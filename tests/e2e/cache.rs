//! The shared artifact cache.

use crate::e2e::*;

#[test]
fn fetch_instead_of_rebuild() -> anyhow::Result<()> {
    let space = TestSpace::new()?;
    space.manifest(&[CAT_RULE, "build out: cat in"])?;
    space.write("in", "payload")?;

    let out = space.run_expect(&mut keel_command(vec!["--cache-dir", "cache", "out"]))?;
    assert_output_contains(&out, "cat out");
    assert!(space.exists("cache/config"));

    std::fs::remove_file(space.path().join("out"))?;
    let out = space.run_expect(&mut keel_command(vec!["--cache-dir", "cache", "out"]))?;
    assert_output_contains(&out, "fetched from cache: out");
    assert_output_contains(&out, "1 fetched from cache");
    assert_eq!(space.read("out")?, b"payload");

    let out = space.run_expect(&mut keel_command(vec!["--cache-dir", "cache", "out"]))?;
    assert_output_contains(&out, "no work to do");
    Ok(())
}

#[test]
fn shared_between_trees() -> anyhow::Result<()> {
    let cache = tempfile::tempdir()?;
    let cache_dir = cache.path().to_string_lossy().into_owned();
    let mut outputs = Vec::new();
    for _ in 0..2 {
        let space = TestSpace::new()?;
        space.manifest(&[CAT_RULE, "build mid: cat in", "build out: cat mid"])?;
        space.write("in", "same input")?;
        let out = space.run_expect(&mut keel_command(vec!["--cache-dir", &cache_dir, "out"]))?;
        outputs.push(String::from_utf8(out.stdout)?);
        assert_eq!(space.read("out")?, b"same input");
    }
    assert!(outputs[0].contains("ran 2 tasks, now up to date"));
    assert!(outputs[1].contains("2 fetched from cache"));
    Ok(())
}

#[test]
fn readonly_never_stores() -> anyhow::Result<()> {
    let space = TestSpace::new()?;
    space.manifest(&[CAT_RULE, "build out: cat in"])?;
    space.write("in", "payload")?;
    let args = vec!["--cache-dir", "cache", "--cache-readonly", "out"];

    space.run_expect(&mut keel_command(args.clone()))?;
    std::fs::remove_file(space.path().join("out"))?;
    let out = space.run_expect(&mut keel_command(args))?;
    assert_output_contains(&out, "cat out");
    assert_output_not_contains(&out, "fetched from cache");
    Ok(())
}

#[test]
fn nocache_nodes_are_always_built() -> anyhow::Result<()> {
    let space = TestSpace::new()?;
    space.manifest(&[CAT_RULE, "build out: cat in", "  nocache = 1"])?;
    space.write("in", "payload")?;

    space.run_expect(&mut keel_command(vec!["--cache-dir", "cache", "out"]))?;
    std::fs::remove_file(space.path().join("out"))?;
    let out = space.run_expect(&mut keel_command(vec!["--cache-dir", "cache", "out"]))?;
    assert_output_contains(&out, "cat out");
    assert_output_not_contains(&out, "fetched from cache");
    Ok(())
}

#[test]
fn force_populates_from_up_to_date_targets() -> anyhow::Result<()> {
    let space = TestSpace::new()?;
    space.manifest(&[CAT_RULE, "build out: cat in"])?;
    space.write("in", "payload")?;

    // Built without a cache, then pushed into one.
    space.run_expect(&mut keel_command(vec!["out"]))?;
    space.run_expect(&mut keel_command(vec!["--cache-dir", "cache", "--cache-force", "out"]))?;

    std::fs::remove_file(space.path().join("out"))?;
    let out = space.run_expect(&mut keel_command(vec!["--cache-dir", "cache", "out"]))?;
    assert_output_contains(&out, "fetched from cache: out");
    Ok(())
}
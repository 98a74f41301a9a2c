//! Parsing of Makefile-syntax depfiles written by actions, listing the
//! inputs they read.

use crate::lexer::{Lexer, ParseResult};
use std::path::Path;

/// Skip spaces and backslashed newlines.
fn skip_spaces(lexer: &mut Lexer) {
    loop {
        match lexer.peek() {
            ' ' | '\t' => lexer.next(),
            '\\' => {
                lexer.next();
                match lexer.peek() {
                    '\n' => lexer.next(),
                    '\r' if lexer.peek_newline() => {
                        lexer.next();
                        lexer.next();
                    }
                    _ => {
                        lexer.back();
                        return;
                    }
                }
            }
            _ => return,
        }
    }
}

fn read_path<'a>(lexer: &mut Lexer<'a>) -> Option<&'a str> {
    skip_spaces(lexer);
    let start = lexer.ofs;
    loop {
        match lexer.peek() {
            '\0' | ' ' | '\t' | '\n' | '\r' => break,
            ':' => {
                // A colon ends the path unless it follows a drive letter.
                if lexer.ofs != start + 1 {
                    break;
                }
                lexer.next();
                if !matches!(lexer.peek(), '/' | '\\') {
                    lexer.back();
                    break;
                }
            }
            '\\' => {
                lexer.next();
                if matches!(lexer.peek(), '\n' | '\r') {
                    lexer.back();
                    break;
                }
            }
            _ => lexer.next(),
        }
    }
    let end = lexer.ofs;
    if end == start {
        return None;
    }
    Some(lexer.slice(start, end))
}

/// Parse a depfile, returning the inputs of all its rules in order.
/// Target names are not checked: an action reports inputs for the node
/// that asked for the depfile.
pub fn parse<'a>(lexer: &mut Lexer<'a>) -> ParseResult<Vec<&'a str>> {
    let mut deps = Vec::new();
    loop {
        while matches!(lexer.peek(), '\n' | '\r') {
            lexer.next();
        }
        skip_spaces(lexer);
        if lexer.peek() == '\0' {
            break;
        }
        if matches!(lexer.peek(), '\n' | '\r') {
            continue;
        }
        if read_path(lexer).is_none() {
            return lexer.parse_error("expected file");
        }
        lexer.expect(':')?;
        while let Some(path) = read_path(lexer) {
            if !deps.contains(&path) {
                deps.push(path);
            }
        }
        skip_spaces(lexer);
        match lexer.peek() {
            '\n' | '\r' | '\0' => {}
            c => return lexer.parse_error(format!("unexpected {:?}", c)),
        }
    }
    Ok(deps)
}

/// Read and parse the depfile at `path`.
pub fn read(path: &Path) -> anyhow::Result<Vec<String>> {
    let mut text = std::fs::read_to_string(path)
        .map_err(|err| anyhow::anyhow!("read depfile {}: {}", path.display(), err))?;
    text.push('\0');
    let mut lexer = Lexer::new(&text);
    match parse(&mut lexer) {
        Ok(deps) => Ok(deps.into_iter().map(str::to_string).collect()),
        Err(err) => anyhow::bail!(lexer.format_parse_error(path, err)),
    }
}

----------

To do: All of the data must be written out again, exactly as it stands.

Problem solution:
filename tests/e2e/cache.rs
//! The shared artifact cache.

use crate::e2e::*;

#[test]
fn fetch_instead_of_rebuild() -> anyhow::Result<()> {
    let space = TestSpace::new()?;
    space.manifest(&[CAT_RULE, "build out: cat in"])?;
    space.write("in", "payload")?;

    let out = space.run_expect(&mut keel_command(vec!["--cache-dir", "cache", "out"]))?;
    assert_output_contains(&out, "cat out");
    assert!(space.exists("cache/config"));

    std::fs::remove_file(space.path().join("out"))?;
    let out = space.run_expect(&mut keel_command(vec!["--cache-dir", "cache", "out"]))?;
    assert_output_contains(&out, "fetched from cache: out");
    assert_output_contains(&out, "1 fetched from cache");
    assert_eq!(space.read("out")?, b"payload");

    let out = space.run_expect(&mut keel_command(vec!["--cache-dir", "cache", "out"]))?;
    assert_output_contains(&out, "no work to do");
    Ok(())
}

#[test]
fn shared_between_trees() -> anyhow::Result<()> {
    let cache = tempfile::tempdir()?;
    let cache_dir = cache.path().to_string_lossy().into_owned();
    let mut outputs = Vec::new();
    for _ in 0..2 {
        let space = TestSpace::new()?;
        space.manifest(&[CAT_RULE, "build mid: cat in", "build out: cat mid"])?;
        space.write("in", "same input")?;
        let out = space.run_expect(&mut keel_command(vec!["--cache-dir", &cache_dir, "out"]))?;
        outputs.push(String::from_utf8(out.stdout)?);
        assert_eq!(space.read("out")?, b"same input");
    }
    assert!(outputs[0].contains("ran 2 tasks, now up to date"));
    assert!(outputs[1].contains("2 fetched from cache"));
    Ok(())
}

#[test]
fn readonly_never_stores() -> anyhow::Result<()> {
    let space = TestSpace::new()?;
    space.manifest(&[CAT_RULE, "build out: cat in"])?;
    space.write("in", "payload")?;
    let args = vec!["--cache-dir", "cache", "--cache-readonly", "out"];

    space.run_expect(&mut keel_command(args.clone()))?;
    std::fs::remove_file(space.path().join("out"))?;
    let out = space.run_expect(&mut keel_command(args))?;
    assert_output_contains(&out, "cat out");
    assert_output_not_contains(&out, "fetched from cache");
    Ok(())
}

#[test]
fn nocache_nodes_are_always_built() -> anyhow::Result<()> {
    let space = TestSpace::new()?;
    space.manifest(&[CAT_RULE, "build out: cat in", "  nocache = 1"])?;
    space.write("in", "payload")?;

    space.run_expect(&mut keel_command(vec!["--cache-dir", "cache", "out"]))?;
    std::fs::remove_file(space.path().join("out"))?;
    let out = space.run_expect(&mut keel_command(vec!["--cache-dir", "cache", "out"]))?;
    assert_output_contains(&out, "cat out");
    assert_output_not_contains(&out, "fetched from cache");
    Ok(())
}

#[test]
fn force_populates_from_up_to_date_targets() -> anyhow::Result<()> {
    let space = TestSpace::new()?;
    space.manifest(&[CAT_RULE, "build out: cat in"])?;
    space.write("in", "payload")?;

    // Built without a cache, then pushed into one.
    space.run_expect(&mut keel_command(vec!["out"]))?;
    space.run_expect(&mut keel_command(vec!["--cache-dir", "cache", "--cache-force", "out"]))?;

    std::fs::remove_file(space.path().join("out"))?;
    let out = space.run_expect(&mut keel_command(vec!["--cache-dir", "cache", "out"]))?;
    assert_output_contains(&out, "fetched from cache: out");
    Ok(())
}
repository 98a74f41301a9a2c
//! Parsing of Makefile-syntax depfiles written by actions, listing the
//! inputs they read.

use crate::lexer::{Lexer, ParseResult};
use std::path::Path;

/// Skip spaces and backslashed newlines.
fn skip_spaces(lexer: &mut Lexer) {
    loop {
        match lexer.peek() {
            ' ' | '\t' => lexer.next(),
            '\\' => {
                lexer.next();
                match lexer.peek() {
                    '\n' => lexer.next(),
                    '\r' if lexer.peek_newline() => {
                        lexer.next();
                        lexer.next();
                    }
                    _ => {
                        lexer.back();
                        return;
                    }
                }
            }
            _ => return,
        }
    }
}

fn read_path<'a>(lexer: &mut Lexer<'a>) -> Option<&'a str> {
    skip_spaces(lexer);
    let start = lexer.ofs;
    loop {
        match lexer.peek() {
            '\0' | ' ' | '\t' | '\n' | '\r' => break,
            ':' => {
                // A colon ends the path unless it follows a drive letter.
                if lexer.ofs != start + 1 {
                    break;
                }
                lexer.next();
                if !matches!(lexer.peek(), '/' | '\\') {
                    lexer.back();
                    break;
                }
            }
            '\\' => {
                lexer.next();
                if matches!(lexer.peek(), '\n' | '\r') {
                    lexer.back();
                    break;
                }
            }
            _ => lexer.next(),
        }
    }
    let end = lexer.ofs;
    if end == start {
        return None;
    }
    Some(lexer.slice(start, end))
}

/// Parse a depfile, returning the inputs of all its rules in order.
/// Target names are not checked: an action reports inputs for the node
/// that asked for the depfile.
pub fn parse<'a>(lexer: &mut Lexer<'a>) -> ParseResult<Vec<&'a str>> {
    let mut deps = Vec::new();
    loop {
        while matches!(lexer.peek(), '\n' | '\r') {
            lexer.next();
        }
        skip_spaces(lexer);
        if lexer.peek() == '\0' {
            break;
        }
        if matches!(lexer.peek(), '\n' | '\r') {
            continue;
        }
        if read_path(lexer).is_none() {
            return lexer.parse_error("expected file");
        }
        lexer.expect(':')?;
        while let Some(path) = read_path(lexer) {
            if !deps.contains(&path) {
                deps.push(path);
            }
        }
        skip_spaces(lexer);
        match lexer.peek() {
            '\n' | '\r' | '\0' => {}
            c => return lexer.parse_error(format!("unexpected {:?}", c)),
        }
    }
    Ok(deps)
}

/// Read and parse the depfile at `path`.
pub fn read(path: &Path) -> anyhow::Result<Vec<String>> {
    let mut text = std::fs::read_to_string(path)
        .map_err(|err| anyhow::anyhow!("read depfile {}: {}", path.display(), err))?;
    text.push('\0');
    let mut lexer = Lexer::new(&text);
    match parse(&mut lexer) {
        Ok(deps) => Ok(deps.into_iter().map(str::to_string).collect()),
        Err(err) => anyhow::bail!(lexer.format_parse_error(path, err)),
    }
}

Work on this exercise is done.